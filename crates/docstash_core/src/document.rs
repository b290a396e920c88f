//! Cached documents.

use crate::catalog::{Payload, TypeSchema};
use crate::error::{CoreError, CoreResult};
use crate::id::DocumentId;
use crate::persist::{unusable_document_name, unusable_name, MergeWriter};
use serde_json::{Map, Value};
use std::any::Any;
use std::fmt;
use std::sync::atomic::{AtomicBool, Ordering};
use std::sync::Arc;

/// Identity of a document across collections.
#[derive(Debug, Clone, PartialEq, Eq, Hash)]
pub struct DocumentKey {
    /// Collection name.
    pub collection: String,
    /// Document id.
    pub id: DocumentId,
}

/// A payload owned by the cache, together with its identity.
///
/// Documents are immutable once built: an insert with an existing id builds
/// a new `Document` and replaces the old one, which becomes superseded. The
/// payload is a private copy never shared with the caller or with another
/// document; read-only handles to it may be given out.
pub struct Document {
    id: DocumentId,
    collection: String,
    schema: Arc<TypeSchema>,
    data: Arc<dyn Any + Send + Sync>,
    deleted: AtomicBool,
    superseded: AtomicBool,
}

impl Document {
    /// Validates a caller's payload before insertion and returns the target
    /// collection and the payload's id.
    ///
    /// The type must be a collection root with an identifier field. An unset
    /// identifier is generated and written back into `payload`; an assigned
    /// one is kept. `collection` overrides the type's default collection.
    ///
    /// Both the collection name and the id become file names, so each must
    /// be a single plain path component.
    ///
    /// # Errors
    ///
    /// Returns `NotACollectionType` or `MissingIdentifier` for unsuitable
    /// types, `InvalidCollectionName` or `InvalidDocumentId` for names that
    /// cannot be stored.
    pub fn prepare(
        schema: &TypeSchema,
        collection: Option<&str>,
        payload: &mut dyn Any,
    ) -> CoreResult<(String, DocumentId)> {
        let default_collection = schema
            .collection()
            .ok_or_else(|| CoreError::not_a_collection_type(schema.type_name()))?;
        let collection = collection.unwrap_or(default_collection).to_string();
        if let Some(reason) = unusable_name(&collection) {
            return Err(CoreError::invalid_collection_name(collection, reason));
        }

        if schema.identifier().is_none() {
            return Err(CoreError::missing_identifier(schema.type_name()));
        }

        let id = schema.assign_id(payload)?;
        if let Some(reason) = unusable_document_name(id.as_str()) {
            return Err(CoreError::invalid_document_id(id.as_str(), reason));
        }
        Ok((collection, id))
    }

    /// Wraps a payload the cache exclusively owns.
    ///
    /// # Errors
    ///
    /// Returns `TypeMismatch` if `data` is not an instance of `schema`.
    pub fn new(
        id: DocumentId,
        collection: impl Into<String>,
        schema: Arc<TypeSchema>,
        data: Payload,
    ) -> CoreResult<Self> {
        let collection = collection.into();
        if !schema.is_instance(data.as_ref()) {
            return Err(CoreError::type_mismatch(
                collection,
                schema.type_name(),
                "an unrelated payload",
            ));
        }

        Ok(Self {
            id,
            collection,
            schema,
            data: Arc::from(data),
            deleted: AtomicBool::new(false),
            superseded: AtomicBool::new(false),
        })
    }

    /// Returns the document id.
    pub fn id(&self) -> &DocumentId {
        &self.id
    }

    /// Returns the collection name.
    pub fn collection(&self) -> &str {
        &self.collection
    }

    /// Returns the collection and id.
    pub fn key(&self) -> DocumentKey {
        DocumentKey {
            collection: self.collection.clone(),
            id: self.id.clone(),
        }
    }

    /// Returns the payload's schema.
    pub fn schema(&self) -> &Arc<TypeSchema> {
        &self.schema
    }

    /// Returns the stable type name of the payload.
    pub fn type_name(&self) -> &str {
        self.schema.type_name()
    }

    /// Returns the payload.
    pub fn data(&self) -> &(dyn Any + Send + Sync) {
        self.data.as_ref()
    }

    /// Returns the payload as `T`, if it is one.
    pub fn downcast_ref<T: 'static>(&self) -> Option<&T> {
        self.data.downcast_ref::<T>()
    }

    /// Returns a shared read-only handle to the payload, if it is a `T`.
    pub fn shared<T: Send + Sync + 'static>(&self) -> Option<Arc<T>> {
        Arc::clone(&self.data).downcast::<T>().ok()
    }

    /// Encodes the payload's declared fields.
    ///
    /// # Errors
    ///
    /// Fails if a field value cannot be encoded.
    pub fn field_map(&self) -> CoreResult<Map<String, Value>> {
        self.schema.to_field_map(self.data.as_ref())
    }

    /// Returns whether the document was deleted.
    pub fn is_deleted(&self) -> bool {
        self.deleted.load(Ordering::Acquire)
    }

    /// Marks the document deleted; it will never be written again.
    pub fn mark_deleted(&self) {
        self.deleted.store(true, Ordering::Release);
    }

    /// Returns whether a newer version replaced this document.
    pub fn is_superseded(&self) -> bool {
        self.superseded.load(Ordering::Acquire)
    }

    /// Marks the document replaced by a newer version.
    pub fn mark_superseded(&self) {
        self.superseded.store(true, Ordering::Release);
    }

    /// Returns whether this version must not be written any more.
    pub fn is_retired(&self) -> bool {
        self.is_deleted() || self.is_superseded()
    }

    /// Writes the document through `writer`.
    ///
    /// Returns `false` if the document was retired and nothing was written.
    ///
    /// # Errors
    ///
    /// Propagates encoding and storage errors.
    pub fn persist(&self, writer: &MergeWriter) -> CoreResult<bool> {
        writer.save(self)
    }
}

impl fmt::Debug for Document {
    fn fmt(&self, f: &mut fmt::Formatter<'_>) -> fmt::Result {
        f.debug_struct("Document")
            .field("id", &self.id)
            .field("collection", &self.collection)
            .field("type", &self.schema.type_name())
            .field("deleted", &self.is_deleted())
            .field("superseded", &self.is_superseded())
            .finish()
    }
}

#[cfg(test)]
mod tests {
    use super::*;
    use crate::catalog::{Record, Schema};

    #[derive(Debug, Default, Clone, PartialEq)]
    struct Note {
        id: String,
        text: String,
    }

    impl Record for Note {
        fn schema() -> Schema<Self> {
            Schema::<Self>::new("Note")
                .collection("notes")
                .id("id", |n| &n.id, |n| &mut n.id)
                .field("text", |n| &n.text, |n| &mut n.text)
        }
    }

    #[derive(Debug, Default)]
    struct Fragment {
        id: String,
    }

    impl Record for Fragment {
        fn schema() -> Schema<Self> {
            Schema::<Self>::new("Fragment").id("id", |f| &f.id, |f| &mut f.id)
        }
    }

    #[derive(Debug, Default)]
    struct Unkeyed {
        text: String,
    }

    impl Record for Unkeyed {
        fn schema() -> Schema<Self> {
            Schema::<Self>::new("Unkeyed")
                .collection("unkeyed")
                .field("text", |u| &u.text, |u| &mut u.text)
        }
    }

    #[test]
    fn prepare_generates_and_writes_back_id() {
        let schema = TypeSchema::of::<Note>();
        let mut note = Note::default();

        let (collection, id) = Document::prepare(&schema, None, &mut note).unwrap();
        assert_eq!(collection, "notes");
        assert!(!note.id.is_empty());
        assert_eq!(id.as_str(), note.id);
    }

    #[test]
    fn prepare_keeps_existing_id_and_honors_override() {
        let schema = TypeSchema::of::<Note>();
        let mut note = Note {
            id: "n1".to_string(),
            text: String::new(),
        };

        let (collection, id) = Document::prepare(&schema, Some("archive"), &mut note).unwrap();
        assert_eq!(collection, "archive");
        assert_eq!(id, DocumentId::new("n1"));
        assert_eq!(note.id, "n1");
    }

    #[test]
    fn prepare_rejects_non_collection_types() {
        let schema = TypeSchema::of::<Fragment>();
        let err = Document::prepare(&schema, Some("fragments"), &mut Fragment::default()).unwrap_err();
        assert!(matches!(err, CoreError::NotACollectionType { .. }));
    }

    #[test]
    fn prepare_rejects_types_without_identifier() {
        let schema = TypeSchema::of::<Unkeyed>();
        let err = Document::prepare(&schema, None, &mut Unkeyed::default()).unwrap_err();
        assert!(matches!(err, CoreError::MissingIdentifier { .. }));
    }

    #[test]
    fn prepare_rejects_ids_that_are_not_plain_file_names() {
        let schema = TypeSchema::of::<Note>();

        for id in ["definition.txt", "DEFINITION.TXT", "guild/bob", "a\\b", ".", "..", ".hidden", "tab\there"] {
            let mut note = Note {
                id: id.to_string(),
                text: String::new(),
            };
            let err = Document::prepare(&schema, None, &mut note).unwrap_err();
            assert!(matches!(err, CoreError::InvalidDocumentId { .. }), "{id:?}: {err}");
            assert!(err.is_programmer_error());
        }

        let mut dotted = Note {
            id: "v1.2".to_string(),
            text: String::new(),
        };
        assert!(Document::prepare(&schema, None, &mut dotted).is_ok());
    }

    #[test]
    fn prepare_rejects_unusable_collection_names() {
        let schema = TypeSchema::of::<Note>();

        for name in ["", "..", "a/b", "a\\b"] {
            let err = Document::prepare(&schema, Some(name), &mut Note::default()).unwrap_err();
            assert!(matches!(err, CoreError::InvalidCollectionName { .. }), "{name:?}: {err}");
        }
    }

    #[test]
    fn new_checks_payload_type() {
        let schema = Arc::new(TypeSchema::of::<Note>());
        let err = Document::new(
            DocumentId::new("x"),
            "notes",
            schema,
            Box::new(Fragment::default()),
        )
        .unwrap_err();
        assert!(matches!(err, CoreError::TypeMismatch { .. }));
    }

    #[test]
    fn deleted_flag() {
        let schema = Arc::new(TypeSchema::of::<Note>());
        let doc = Document::new(
            DocumentId::new("n1"),
            "notes",
            schema,
            Box::new(Note::default()),
        )
        .unwrap();

        assert!(!doc.is_retired());
        doc.mark_deleted();
        assert!(doc.is_deleted());
        assert!(doc.is_retired());
        assert!(!doc.is_superseded());
        assert_eq!(doc.key().collection, "notes");
        assert!(doc.downcast_ref::<Note>().is_some());
    }

    #[test]
    fn shared_handles_point_at_the_cached_payload() {
        let schema = Arc::new(TypeSchema::of::<Note>());
        let doc = Document::new(
            DocumentId::new("n1"),
            "notes",
            schema,
            Box::new(Note {
                id: "n1".to_string(),
                text: "hello".to_string(),
            }),
        )
        .unwrap();

        let handle = doc.shared::<Note>().unwrap();
        assert_eq!(handle.text, "hello");
        assert!(std::ptr::eq(&*handle, doc.downcast_ref::<Note>().unwrap()));
        assert!(doc.shared::<Fragment>().is_none());
    }
}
__________________________________________________
Problem statement: The answer must consist of every line from the data that contains the word "NotACollectionType".

Reply to the exercise:
    /// Returns `NotACollectionType` or `MissingIdentifier` for unsuitable
        assert!(matches!(err, CoreError::NotACollectionType { .. }));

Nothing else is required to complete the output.